CRS will begin to go into effect on January 1, 2016, and investment entities that are subject to CRS may have compliance obligations that will go into effect on that date (see below).
CRS: Due Diligence
For investment managers already dealing with U.S. and U.K. FATCA compliance, CRS will be familiar. Under CRS, reporting financial institutions (including investment entities) will be required to conduct due diligence with respect to all of their investors to determine whether any investor is a tax resident in a CRS jurisdiction. Conceptually, this will not expand the due diligence requirement for investment entities that already undertake FATCA due diligence with respect to their investors. From a practical standpoint, however, investment managers will need to re-focus their due diligence to ensure that they have collected (or will collect) sufficient information from all of their investors to be able to comply with the reporting requirements under CRS.

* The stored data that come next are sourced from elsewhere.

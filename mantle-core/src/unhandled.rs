//! The unhandled-error channel.
//!
//! Errors raised by listeners, observers, attach handlers and pending tasks
//! are never returned to the emitter. They are handed to a single sink per
//! thread instead. Without an installed handler the error is logged through
//! `tracing` at error level.

use crate::error::UnhandledError;
use std::cell::RefCell;
use std::rc::Rc;

/// The sink signature for unhandled errors.
pub type ErrorHandler = Rc<dyn Fn(&UnhandledError)>;

thread_local! {
    static HANDLER: RefCell<Option<ErrorHandler>> = const { RefCell::new(None) };
}

/// Install `handler` as the sink for the current thread, returning the previous one.
///
/// Pass `None` to restore the default logging sink.
pub fn set_error_handler(handler: Option<ErrorHandler>) -> Option<ErrorHandler> {
    HANDLER.with(|slot| std::mem::replace(&mut *slot.borrow_mut(), handler))
}

/// Route `error` to the current sink.
pub fn report(error: UnhandledError) {
    let handler = HANDLER.with(|slot| slot.borrow().clone());
    match handler {
        Some(handler) => handler(&error),
        None => tracing::error!(origin = %error.origin(), error = %error.error(), "unhandled error"),
    }
}
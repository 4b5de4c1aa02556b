//! # Listeners and Outcomes
//!
//! Listeners, observers and attach handlers are plain callbacks. Whatever
//! they return is converted into an [`Outcome`] via [`IntoOutcome`]:
//!
//! - `()` → [`Outcome::Done`]
//! - `Result<T, E>` → delegates to `T`, or [`Outcome::Failed`]
//! - [`Outcome::pending`] → a future the scheduler drives after emission
//!
//! Failures never reach the emitter. They are routed to the unhandled-error
//! channel, synchronously for `Failed` and panics, and from the scheduler for
//! pending futures that resolve to an error.

use crate::error::{BoxError, ErrorOrigin, ListenerError, UnhandledError};
use crate::event::ManagedEvent;
use crate::{scheduler, unhandled};
use futures::future::LocalBoxFuture;
use std::any::Any;
use std::fmt;
use std::future::Future;
use std::panic::{AssertUnwindSafe, catch_unwind};

/// What a callback produced.
pub enum Outcome {
    /// The callback completed.
    Done,
    /// The callback failed synchronously.
    Failed(BoxError),
    /// The callback started an asynchronous operation that may still fail.
    Pending(LocalBoxFuture<'static, Result<(), BoxError>>),
}

impl Outcome {
    /// Wrap a future whose error should be reported once it settles.
    pub fn pending<F, E>(future: F) -> Self
    where
        F: Future<Output = Result<(), E>> + 'static,
        E: Into<BoxError>,
    {
        Outcome::Pending(Box::pin(async move { future.await.map_err(Into::into) }))
    }
}

impl fmt::Debug for Outcome {
    fn fmt(&self, f: &mut fmt::Formatter<'_>) -> fmt::Result {
        match self {
            Outcome::Done => f.write_str("Done"),
            Outcome::Failed(err) => f.debug_tuple("Failed").field(err).finish(),
            Outcome::Pending(_) => f.write_str("Pending(..)"),
        }
    }
}

/// Trait for converting a callback's return value into an [`Outcome`].
#[diagnostic::on_unimplemented(
    message = "`{Self}` cannot be returned from a Mantle callback",
    label = "missing `IntoOutcome` implementation",
    note = "Return `()`, a `Result`, or an `Outcome` (see `Outcome::pending` for futures)."
)]
pub trait IntoOutcome {
    /// Convert the value into an outcome.
    fn into_outcome(self) -> Outcome;
}

impl IntoOutcome for () {
    fn into_outcome(self) -> Outcome {
        Outcome::Done
    }
}

impl IntoOutcome for Outcome {
    fn into_outcome(self) -> Outcome {
        self
    }
}

impl<T, E> IntoOutcome for Result<T, E>
where
    T: IntoOutcome,
    E: Into<BoxError>,
{
    fn into_outcome(self) -> Outcome {
        match self {
            Ok(t) => t.into_outcome(),
            Err(e) => Outcome::Failed(e.into()),
        }
    }
}

/// A synchronous event listener.
///
/// Closures `Fn(&ManagedEvent) -> R` where `R: IntoOutcome` implement this
/// trait automatically.
pub trait Listener: 'static {
    /// Called for every event the object emits.
    fn on_event(&self, event: &ManagedEvent) -> Outcome;
}

impl<F, R> Listener for F
where
    F: Fn(&ManagedEvent) -> R + 'static,
    R: IntoOutcome,
{
    fn on_event(&self, event: &ManagedEvent) -> Outcome {
        self(event).into_outcome()
    }
}

/// Run a callback, isolating any failure from the caller.
pub(crate) fn settle(origin: impl FnOnce() -> ErrorOrigin, callback: impl FnOnce() -> Outcome) {
    let outcome = match catch_unwind(AssertUnwindSafe(callback)) {
        Ok(outcome) => outcome,
        Err(payload) => {
            let error = ListenerError::Panic(panic_message(payload.as_ref()));
            unhandled::report(UnhandledError::new(origin(), error));
            return;
        }
    };

    match outcome {
        Outcome::Done => {}
        Outcome::Failed(err) => {
            unhandled::report(UnhandledError::new(origin(), ListenerError::Failed(err)));
        }
        Outcome::Pending(future) => {
            let origin = ErrorOrigin::Task {
                parent: Box::new(origin()),
            };
            scheduler::spawn_local(async move {
                if let Err(err) = future.await {
                    unhandled::report(UnhandledError::new(origin, ListenerError::Failed(err)));
                }
            });
        }
    }
}

fn panic_message(payload: &(dyn Any + Send)) -> String {
    if let Some(s) = payload.downcast_ref::<&str>() {
        (*s).to_owned()
    } else if let Some(s) = payload.downcast_ref::<String>() {
        s.clone()
    } else {
        "unknown panic payload".to_owned()
    }
}
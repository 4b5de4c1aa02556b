//! Event remapping declarations.

use mantle_core::MantleError;
use std::fmt;

/// Where an intercepted event is sent.
///
/// Parsed from the remap syntax `[+]Target[:dataKey]`:
/// a leading `+` also forwards the original event, and a `:dataKey` suffix
/// is added to the new event's payload as its `target` field.
#[derive(Debug, Clone, PartialEq, Eq)]
pub struct RemapTarget {
    name: String,
    forward_original: bool,
    data_key: Option<String>,
}

impl RemapTarget {
    /// Parse the remap target for events named `source`.
    ///
    /// The raw target must differ from `source`; decorated forms such as
    /// `+Click` or `Click:row` may still name the source event.
    pub fn parse(source: &str, target: &str) -> Result<Self, MantleError> {
        if target == source {
            return Err(MantleError::invalid_argument(format!(
                "remap for `{source}` targets itself"
            )));
        }
        let (forward_original, rest) = match target.strip_prefix('+') {
            Some(rest) => (true, rest),
            None => (false, target),
        };
        let (name, data_key) = match rest.split_once(':') {
            Some((name, key)) => (name, Some(key.to_owned())),
            None => (rest, None),
        };
        if name.is_empty() {
            return Err(MantleError::invalid_argument(format!(
                "remap for `{source}` has no target event name"
            )));
        }
        Ok(Self {
            name: name.to_owned(),
            forward_original,
            data_key,
        })
    }

    /// The name of the emitted event.
    pub fn name(&self) -> &str {
        &self.name
    }

    /// Whether the original event is emitted first.
    pub fn forwards_original(&self) -> bool {
        self.forward_original
    }

    /// The value stored as the new event's `target` field.
    pub fn data_key(&self) -> Option<&str> {
        self.data_key.as_deref()
    }
}

impl fmt::Display for RemapTarget {
    fn fmt(&self, f: &mut fmt::Formatter<'_>) -> fmt::Result {
        if self.forward_original {
            f.write_str("+")?;
        }
        f.write_str(&self.name)?;
        if let Some(key) = &self.data_key {
            write!(f, ":{key}")?;
        }
        Ok(())
    }
}

/// Intercept events named `source` and emit `target` instead.
#[derive(Debug, Clone, PartialEq, Eq)]
pub struct EventRemap {
    source: String,
    target: RemapTarget,
}

impl EventRemap {
    /// Parse a remap for events named `source`.
    pub fn new(source: impl Into<String>, target: &str) -> Result<Self, MantleError> {
        let source = source.into();
        if source.is_empty() {
            return Err(MantleError::invalid_argument("remap source event name is empty"));
        }
        let target = RemapTarget::parse(&source, target)?;
        Ok(Self { source, target })
    }

    /// The intercepted event name.
    pub fn source(&self) -> &str {
        &self.source
    }

    /// Where intercepted events go.
    pub fn target(&self) -> &RemapTarget {
        &self.target
    }
}

/// The source event name of a preset key such as `onClick`.
///
/// A key is a remap when it starts with `on` followed by a character that is
/// not lowercase; the rest of the key is the event name.
pub fn remap_source(key: &str) -> Option<&str> {
    let source = key.strip_prefix("on")?;
    source
        .chars()
        .next()
        .filter(|c| !c.is_lowercase())
        .map(|_| source)
}

#[cfg(test)]
mod tests {
    use super::*;

    #[test]
    fn test_parse_plain() {
        let target = RemapTarget::parse("Click", "Select").unwrap();
        assert_eq!(target.name(), "Select");
        assert!(!target.forwards_original());
        assert_eq!(target.data_key(), None);
    }

    #[test]
    fn test_parse_forward_and_key() {
        let target = RemapTarget::parse("Click", "+RemoveItem:row").unwrap();
        assert_eq!(target.name(), "RemoveItem");
        assert!(target.forwards_original());
        assert_eq!(target.data_key(), Some("row"));
        assert_eq!(target.to_string(), "+RemoveItem:row");
    }

    #[test]
    fn test_parse_rejects_bad_targets() {
        assert!(RemapTarget::parse("Click", "").is_err());
        assert!(RemapTarget::parse("Click", "+").is_err());
        assert!(RemapTarget::parse("Click", ":key").is_err());
        assert!(RemapTarget::parse("Click", "Click").is_err());
    }

    #[test]
    fn test_parse_decorated_self_target() {
        let annotated = RemapTarget::parse("Click", "Click:row").unwrap();
        assert_eq!(annotated.name(), "Click");
        assert_eq!(annotated.data_key(), Some("row"));

        let doubled = RemapTarget::parse("Click", "+Click").unwrap();
        assert_eq!(doubled.name(), "Click");
        assert!(doubled.forwards_original());
    }

    #[test]
    fn test_remap_source() {
        assert_eq!(remap_source("onClick"), Some("Click"));
        assert_eq!(remap_source("on_close"), Some("_close"));
        assert_eq!(remap_source("online"), None);
        assert_eq!(remap_source("on"), None);
        assert_eq!(remap_source("text"), None);
    }
}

For this purpose, CRS jurisdictions (including the Cayman Islands and the British Virgin Islands) have developed self-certification forms that are loosely based on IRS Forms W-8 and W-9, but also gather information that is specific to CRS. The Cayman forms (Entities/Individuals) were published last week. The BVI forms (Entities/Individuals) have not been updated for CRS, but can be used for CRS due diligence.
Investment entities subject to CRS should solicit these self-certification forms, in addition to IRS Forms W-8 and W-9, from all of their investors according to the following timetable:
- “New” Investors (first admitted on/after January 1, 2016):
- At on-boarding (or within 90 days of admission) – This goes into effect on January 1, 2016.
- “Pre-Existing” Investors (first admitted before January 1, 2016):
- December 31, 2016: Individual investors whose investment value was > US $1 million on 12/31/15.
- December 31, 2017: Individual investors whose investment value was ≤ US $1 million on 12/31/15 and entity investors whose investment value was > US $250,000 on 12/31/15 or 12/31/16.
- December 31, 20xx: Entity investors whose investment value was ≤ US $250,000 on 12/31/15 and 12/31/16, but exceeded US $250,000 on a subsequent 12/31 (in which case, CRS due diligence must be completed by the following 12/31).
CRS reporting (which will be done through the same portal, and according to the same timeline, as FATCA reporting) will begin in May 2017 (with respect to 2016).
From a FATCA perspective, non-U.S. reporting financial institutions will be required to submit their 2015 FATCA reports by May 31, 2016; U.S. withholding agents will be required to submit their 2015 information returns by March 2016.